Modulation of the ESC glycolytic flux by SRC-2 is in keeping with an expanding role for this coregulator in glucose metabolism 
. A member of the p160/SRC family of pleiotropic coregulators of glucose, fatty acid, and protein metabolism 
, SRC-2 has been shown to be critical for hepatic glucose release during periods of caloric restriction 
. During persistent periods of energy insufficiency, a critical role for SRC-2 is to release glucose from residual hepatic glycogen stores to maintain survival of the individual. During periods of glucose abundance, however, we show here that SRC-2 is crucial for rapid utilization of this energy source for endometrial decidualization, an essential reproductive process for the perpetuation of the species.

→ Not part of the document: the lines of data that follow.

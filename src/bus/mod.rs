//! Real-time event bus
//!
//! Room-scoped pub/sub with per-room total order, a bounded replay window
//! for reconnecting clients, bounded per-connection outbound queues, and a
//! presence ring for driver positions. The broker is in-process: transports
//! (websocket or otherwise) sit outside the core and drive `connect` /
//! `disconnect` / `publish` through channels.

pub mod presence;

use std::collections::{HashMap, HashSet, VecDeque};
use std::sync::Arc;
use std::time::{Duration, Instant};

use chrono::Utc;
use parking_lot::RwLock;
use tokio::sync::mpsc;
use tracing::{debug, warn};
use uuid::Uuid;

use crate::error::{CoreError, CoreResult};
use crate::types::{ClientRole, Event, EventDraft, Room, ServerMessage};

use presence::Presence;

#[derive(Debug, Clone)]
pub struct BusConfig {
    /// Hard cap on live connections.
    pub max_connections: usize,
    /// Outbound events queued per connection before it is dropped.
    pub queue_capacity: usize,
    /// Replay retention per room: number of events.
    pub replay_events: usize,
    /// Replay retention per room: age.
    pub replay_age: Duration,
    /// Heartbeat interval.
    pub heartbeat: Duration,
    /// How long room membership survives a disconnect.
    pub disconnect_grace: Duration,
    /// Position samples retained per driver.
    pub presence_samples: usize,
}

impl Default for BusConfig {
    fn default() -> Self {
        Self {
            max_connections: 10_000,
            queue_capacity: 256,
            replay_events: 1000,
            replay_age: Duration::from_secs(15 * 60),
            heartbeat: Duration::from_secs(20),
            disconnect_grace: Duration::from_secs(60),
            presence_samples: 32,
        }
    }
}

struct RoomState {
    /// Last assigned sequence number; the first event gets 1.
    last_seq: u64,
    /// Replay ring: events with their insertion instants.
    replay: VecDeque<(Event, Instant)>,
    members: HashSet<Uuid>,
}

impl RoomState {
    fn new() -> Self {
        Self { last_seq: 0, replay: VecDeque::new(), members: HashSet::new() }
    }

    /// Oldest replayable sequence, or `last_seq + 1` when the ring is empty.
    fn replay_floor(&self) -> u64 {
        self.replay.front().map(|(e, _)| e.seq).unwrap_or(self.last_seq + 1)
    }
}

struct ConnectionState {
    role: ClientRole,
    tx: mpsc::Sender<ServerMessage>,
    /// Set on disconnect; membership survives until the grace expires.
    disconnected_at: Option<Instant>,
    /// Last acked sequence per room, used to resume without a cursor.
    acked: HashMap<Room, u64>,
}

/// A live client connection as handed to the transport layer.
#[derive(Debug)]
pub struct Connection {
    pub id: Uuid,
    pub rooms: Vec<Room>,
    /// Replayed and signalling messages to deliver before live streaming.
    pub backlog: Vec<ServerMessage>,
    pub rx: mpsc::Receiver<ServerMessage>,
}

struct BusInner {
    config: BusConfig,
    rooms: RwLock<HashMap<Room, RoomState>>,
    connections: RwLock<HashMap<Uuid, ConnectionState>>,
    presence: Presence,
}

/// The broker. Cheap to clone; all clones share state.
#[derive(Clone)]
pub struct EventBus {
    inner: Arc<BusInner>,
}

impl EventBus {
    pub fn new(config: BusConfig) -> Self {
        let presence = Presence::new(config.presence_samples);
        Self {
            inner: Arc::new(BusInner {
                config,
                rooms: RwLock::new(HashMap::new()),
                connections: RwLock::new(HashMap::new()),
                presence,
            }),
        }
    }

    pub fn presence(&self) -> &Presence {
        &self.inner.presence
    }

    // ----------------------------------------------------------------------
    // Connection lifecycle
    // ----------------------------------------------------------------------

    /// Join a pre-authenticated client. `last_seq` carries the client's
    /// per-room cursors (wire room names); rooms outside the role's scope
    /// are ignored. Fails with `Conflict` at the connection cap.
    pub fn connect(&self, role: ClientRole, last_seq: &HashMap<String, u64>) -> CoreResult<Connection> {
        if self.inner.connections.read().len() >= self.inner.config.max_connections {
            return Err(CoreError::conflict("connection limit reached", vec![]));
        }
        let id = Uuid::new_v4();
        let (tx, rx) = mpsc::channel(self.inner.config.queue_capacity);
        let allowed = role.rooms();

        let mut backlog = Vec::new();
        let mut replay_floor = HashMap::new();
        {
            // Membership and replay under one write lock so no event slips
            // between the snapshot and live streaming.
            let mut rooms = self.inner.rooms.write();
            for room in &allowed {
                let state = rooms.entry(*room).or_insert_with(RoomState::new);
                state.members.insert(id);
                replay_floor.insert(room.as_wire(), state.replay_floor());

                if let Some(&cursor) = last_seq.get(&room.as_wire()) {
                    self.replay_into(state, *room, cursor, &mut backlog);
                }
            }
        }

        backlog.insert(0, ServerMessage::Joined { rooms: allowed.clone(), replay_floor });

        self.inner.connections.write().insert(
            id,
            ConnectionState { role, tx, disconnected_at: None, acked: HashMap::new() },
        );

        debug!("client connected: {} rooms, {} backlog messages", allowed.len(), backlog.len());
        Ok(Connection { id, rooms: allowed, backlog, rx })
    }

    fn replay_into(
        &self,
        state: &RoomState,
        room: Room,
        cursor: u64,
        backlog: &mut Vec<ServerMessage>,
    ) {
        if cursor >= state.last_seq {
            // Up to date (or the broker restarted and the cursor is from a
            // previous lifetime).
            if cursor > state.last_seq {
                backlog.push(ServerMessage::ReplayGap { room });
            }
            return;
        }
        if cursor + 1 < state.replay_floor() {
            backlog.push(ServerMessage::ReplayGap { room });
            return;
        }
        for (event, _) in state.replay.iter().filter(|(e, _)| e.seq > cursor) {
            backlog.push(ServerMessage::Event(event.clone()));
        }
    }

    /// Mark a connection disconnected. Membership is retained for the grace
    /// period so a quick reconnect can resume.
    pub fn disconnect(&self, conn_id: Uuid) {
        let mut connections = self.inner.connections.write();
        if let Some(state) = connections.get_mut(&conn_id) {
            state.disconnected_at = Some(Instant::now());
        }
    }

    /// Resume a recently disconnected connection without re-authentication.
    /// Fails with `Conflict` when the grace window has passed.
    pub fn resume(&self, conn_id: Uuid, last_seq: &HashMap<String, u64>) -> CoreResult<Connection> {
        let (role, within_grace, acked) = {
            let mut connections = self.inner.connections.write();
            let (role, within_grace) = match connections.get(&conn_id) {
                Some(state) => (
                    state.role,
                    state
                        .disconnected_at
                        .map_or(true, |at| at.elapsed() < self.inner.config.disconnect_grace),
                ),
                None => return Err(CoreError::conflict("unknown connection", vec![conn_id])),
            };
            let acked = connections.remove(&conn_id).map(|s| s.acked).unwrap_or_default();
            (role, within_grace, acked)
        };
        // Membership edits take the rooms lock; never while holding the
        // connections lock (publish acquires them the other way around).
        self.drop_membership(conn_id);
        if !within_grace {
            return Err(CoreError::conflict("reconnect grace expired", vec![conn_id]));
        }

        // Explicit cursors win; acked sequences fill the gaps for rooms the
        // client did not mention.
        let mut cursors = last_seq.clone();
        for (room, seq) in acked {
            cursors.entry(room.as_wire()).or_insert(seq);
        }
        self.connect(role, &cursors)
    }

    /// Record a client ack for a room cursor.
    pub fn ack(&self, conn_id: Uuid, room: Room, seq: u64) {
        if let Some(state) = self.inner.connections.write().get_mut(&conn_id) {
            let cursor = state.acked.entry(room).or_insert(0);
            *cursor = (*cursor).max(seq);
        }
    }

    /// Drop expired disconnected members; called from the heartbeat tick.
    pub fn sweep(&self) {
        let grace = self.inner.config.disconnect_grace;
        let expired: Vec<Uuid> = {
            let connections = self.inner.connections.read();
            connections
                .iter()
                .filter(|(_, s)| s.disconnected_at.map_or(false, |at| at.elapsed() >= grace))
                .map(|(id, _)| *id)
                .collect()
        };
        for id in expired {
            self.inner.connections.write().remove(&id);
            self.drop_membership(id);
        }
    }

    fn drop_membership(&self, conn_id: Uuid) {
        let mut rooms = self.inner.rooms.write();
        for state in rooms.values_mut() {
            state.members.remove(&conn_id);
        }
    }

    /// Number of live (not disconnect-pending) connections.
    pub fn connection_count(&self) -> usize {
        self.inner
            .connections
            .read()
            .values()
            .filter(|s| s.disconnected_at.is_none())
            .count()
    }

    // ----------------------------------------------------------------------
    // Publishing
    // ----------------------------------------------------------------------

    /// Publish one logical event into each room. The event id is stable
    /// across rooms; each room assigns its own sequence number. Returns the
    /// per-room sequence numbers.
    pub fn publish(&self, rooms: &[Room], draft: EventDraft) -> Vec<(Room, u64)> {
        let mut published = Vec::with_capacity(rooms.len());
        let mut sends: Vec<(Uuid, ServerMessage)> = Vec::new();

        {
            let mut room_map = self.inner.rooms.write();
            let now = Instant::now();
            for room in rooms {
                let state = room_map.entry(*room).or_insert_with(RoomState::new);
                state.last_seq += 1;
                let event = Event {
                    event_id: draft.event_id,
                    room: *room,
                    seq: state.last_seq,
                    kind: draft.kind,
                    occurred_at: draft.occurred_at,
                    payload: draft.payload.clone(),
                };

                state.replay.push_back((event.clone(), now));
                while state.replay.len() > self.inner.config.replay_events {
                    state.replay.pop_front();
                }
                while state
                    .replay
                    .front()
                    .map_or(false, |(_, at)| now.duration_since(*at) > self.inner.config.replay_age)
                {
                    state.replay.pop_front();
                }

                for member in &state.members {
                    sends.push((*member, ServerMessage::Event(event.clone())));
                }
                published.push((*room, state.last_seq));
            }
        }

        // Send with the room lock released.
        self.fan_out(sends);
        published
    }

    fn fan_out(&self, sends: Vec<(Uuid, ServerMessage)>) {
        let mut slow: Vec<Uuid> = Vec::new();
        {
            let connections = self.inner.connections.read();
            for (conn_id, message) in sends {
                let Some(state) = connections.get(&conn_id) else { continue };
                if state.disconnected_at.is_some() {
                    continue;
                }
                match state.tx.try_send(message) {
                    Ok(()) => {}
                    Err(mpsc::error::TrySendError::Full(_)) => {
                        warn!("dropping slow consumer {}", conn_id);
                        slow.push(conn_id);
                    }
                    Err(mpsc::error::TrySendError::Closed(_)) => slow.push(conn_id),
                }
            }
        }
        for conn_id in slow {
            // Best-effort close signal; the client reconnects and replays.
            if let Some(state) = self.inner.connections.write().remove(&conn_id) {
                let _ = state.tx.try_send(ServerMessage::SlowConsumer);
            }
            self.drop_membership(conn_id);
        }
    }

    /// Current sequence number of a room (0 when never written).
    pub fn room_seq(&self, room: Room) -> u64 {
        self.inner.rooms.read().get(&room).map_or(0, |s| s.last_seq)
    }

    // ----------------------------------------------------------------------
    // Heartbeat
    // ----------------------------------------------------------------------

    /// Spawn the heartbeat task: pings every live connection and sweeps
    /// expired memberships. Aborts with the returned handle.
    pub fn start_heartbeat(&self) -> tokio::task::JoinHandle<()> {
        let bus = self.clone();
        tokio::spawn(async move {
            let mut tick = tokio::time::interval(bus.inner.config.heartbeat);
            tick.set_missed_tick_behavior(tokio::time::MissedTickBehavior::Delay);
            loop {
                tick.tick().await;
                bus.sweep();
                let sends: Vec<(Uuid, ServerMessage)> = {
                    let connections = bus.inner.connections.read();
                    connections
                        .iter()
                        .filter(|(_, s)| s.disconnected_at.is_none())
                        .map(|(id, _)| {
                            (*id, ServerMessage::Heartbeat { server_time: Utc::now() })
                        })
                        .collect()
                };
                bus.fan_out(sends);
            }
        })
    }
}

In conclusion, we demonstrate that SRC-2 is essential for the metabolic reprogramming of the predecidual ESC into a proliferative phenotype, an essential early step toward endometrial decidualization. Our findings not only offer an important conceptual advance in our understanding of endometrial SRC-2 in peri-implantation biology but may well provide mechanistic underpinnings to explain the role of this coregulator in other areas of endometrial physiology (i.e.
preterm labor 
) as well as in endometrial pathophysiologies in women diagnosed with leiomyoma or polycystic ovary syndrome 
. Finally, our new findings furnish the pretext for considering SRC-2 and its metabolic targets in the future design of new clinical approaches to more effectively diagnose and/or treat a non-receptive uterus in women with recurrent implantation failure or early pregnancy loss.